Doctors at an East Jerusalem hospital offering vital support to Palestinian patients have told how $25 million in aid from the UAE will save thousands of lives.
President Sheikh Mohamed made the financial pledge to Al Makassed Hospital in July, with a formal agreement signed last month, in what is being viewed as a crucial lifeline for health services.
The assistance is in line with the UAE's efforts to help Palestinian healthcare institutions, in partnership with the World Health Organisation and the Office of the UN Special Co-ordinator for the Middle East Peace Process.
The non-profit 270-bed hospital, which was established in 1968, was pushed to the brink of closure after local government funding was cut during the Covid-19 pandemic.
In April, the hospital closed its doors to all non-emergency patients as staff members went on a strike over the late payment of salaries and a lack of support.
The union ended the strike after an agreement was signed with the Ministry of Finance to pay a part of the hospital’s debts.
The agreement was to clear outstanding payments, including salaries, but did not meet the hospital's daily needs.
Boosting patient care
“The UAE’s aid will improve the quality of the obstetrics and gynaecology department and assist in the training of medical specialists for all of Palestine,” said Dr Adnan Farhoud, the hospital's general director.
“We were desperate as we were delaying surgeries due to the shortage in medicine and medical equipment, but the turning point for the hospital was the aid from UAE. It will save the lives of thousands of people.
“We had a meeting last week with the WHO about the mechanism of receiving the aid. The money will support the hospital for two years through medicine, medical tools and maintenance.”
The hospital is one of the main referral facilities for the Palestinian community of Jerusalem, the occupied West Bank, and the Gaza Strip. It provides specialist treatments such as cardiology, orthopaedics, paediatric medicine and neurology.
It had 60 beds and was led by only 12 doctors when it welcomed its first patients 54 years ago.

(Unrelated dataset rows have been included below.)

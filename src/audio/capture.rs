use tokio::sync::mpsc;

use crate::error::SessionResult;

/// A block of float samples from the capture device.
///
/// Frames are transient: each one is encoded to the wire format and
/// discarded immediately after send.
#[derive(Debug, Clone)]
pub struct CaptureFrame {
    /// Raw audio samples in [-1.0, 1.0], mono
    pub samples: Vec<f32>,
    /// Sample rate in Hz
    pub sample_rate: u32,
}

impl CaptureFrame {
    /// Duration of this frame in seconds.
    pub fn duration_secs(&self) -> f64 {
        self.samples.len() as f64 / self.sample_rate as f64
    }
}

/// Configuration for a capture backend
#[derive(Debug, Clone)]
pub struct CaptureConfig {
    /// Sample rate the device is asked to capture at
    pub sample_rate: u32,
    /// Frame size in milliseconds (affects send cadence)
    pub frame_duration_ms: u64,
}

impl Default for CaptureConfig {
    fn default() -> Self {
        Self {
            sample_rate: super::pcm::CAPTURE_SAMPLE_RATE, // 16kHz mono, endpoint contract
            frame_duration_ms: 100,
        }
    }
}

impl CaptureConfig {
    /// Samples per frame at the configured rate.
    pub fn frame_len(&self) -> usize {
        (self.sample_rate as u64 * self.frame_duration_ms / 1000) as usize
    }
}

/// Microphone capture backend.
///
/// Implementations deliver a continuous stream of fixed-size float frames
/// at a regular cadence. The real backend wraps the OS audio stack; tests
/// substitute a channel-fed mock.
#[async_trait::async_trait]
pub trait CaptureBackend: Send + Sync {
    /// Start capturing audio.
    ///
    /// Returns a channel receiver that will receive capture frames.
    /// Fails with `SessionError::Permission` when microphone access is
    /// denied or no input device exists.
    async fn start(&mut self) -> SessionResult<mpsc::Receiver<CaptureFrame>>;

    /// Stop capturing and release the device handle. Must be safe to call
    /// more than once.
    async fn stop(&mut self) -> SessionResult<()>;

    /// Check if the backend is currently capturing
    fn is_capturing(&self) -> bool;

    /// Backend name for logging
    fn name(&self) -> &str;
}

It now boasts 967 members of staff, including 450 nurses and 80 specialists. Each year it conducts 250 surgeries for children, with about 140 procedures carried out by the gynaecology department.
Al Makassed is one of six hospitals in the East Jerusalem Hospitals network and also serves as a teaching hospital and research facility for Al Quds University Faculty of Medicine.
“It is the biggest hospital in Palestine .... [it] stretches for 6,000 square meters," Dr Farhoud said.
"More than 600 doctors have graduated from the teaching hospital since 1989. Those doctors play a key role in Palestine's healthcare sector."
He said 70 per cent of patients are from the West Bank and Gaza Strip.
Optimism after toughest challenges in decades
Dr Hussam Abu Saa, 58, head of the orthopaedic department, said the hospital's recent struggles were the worst he had endured during his 30 years as a staff member.
“I was forced to delay critical surgeries for many patients due to the financial crisis and because we don’t have proper medical equipment. I think it was the hardest time since joining the hospital,” he said.
The UAE's aid will allow him to provide essential medical equipment to enable crucial surgeries to go ahead.
“We thank the UAE for the generous donation. I’m happy that I will be able to do surgeries for my patients who have been waiting for a long time.”
He said many people who receive injuries in clashes in Al Aqsa and other areas are treated for free in the hospital.
According to the UN's Relief and Works Agency for Palestine Refugees in the Near East, the UAE is one of its largest donors and provided more than $187m from 2015 to 2020 to carry out humanitarian work in various sectors in Palestine.
In October, the Emirates sent 60,000 Covid-19 vaccines and more than 36 tonnes of urgent medical aid for thousands of Palestinian families in the Gaza Strip.
During the first wave of the pandemic, the UAE sent the first shipment of medical aid and supplies in May 2020, followed by 22 tonnes of aid to help doctors fight the pandemic.
In December 2020, a third plane was sent with 14.4 tonnes of medical supplies and testing kits to Gaza, helping more than 14,000 healthcare professionals.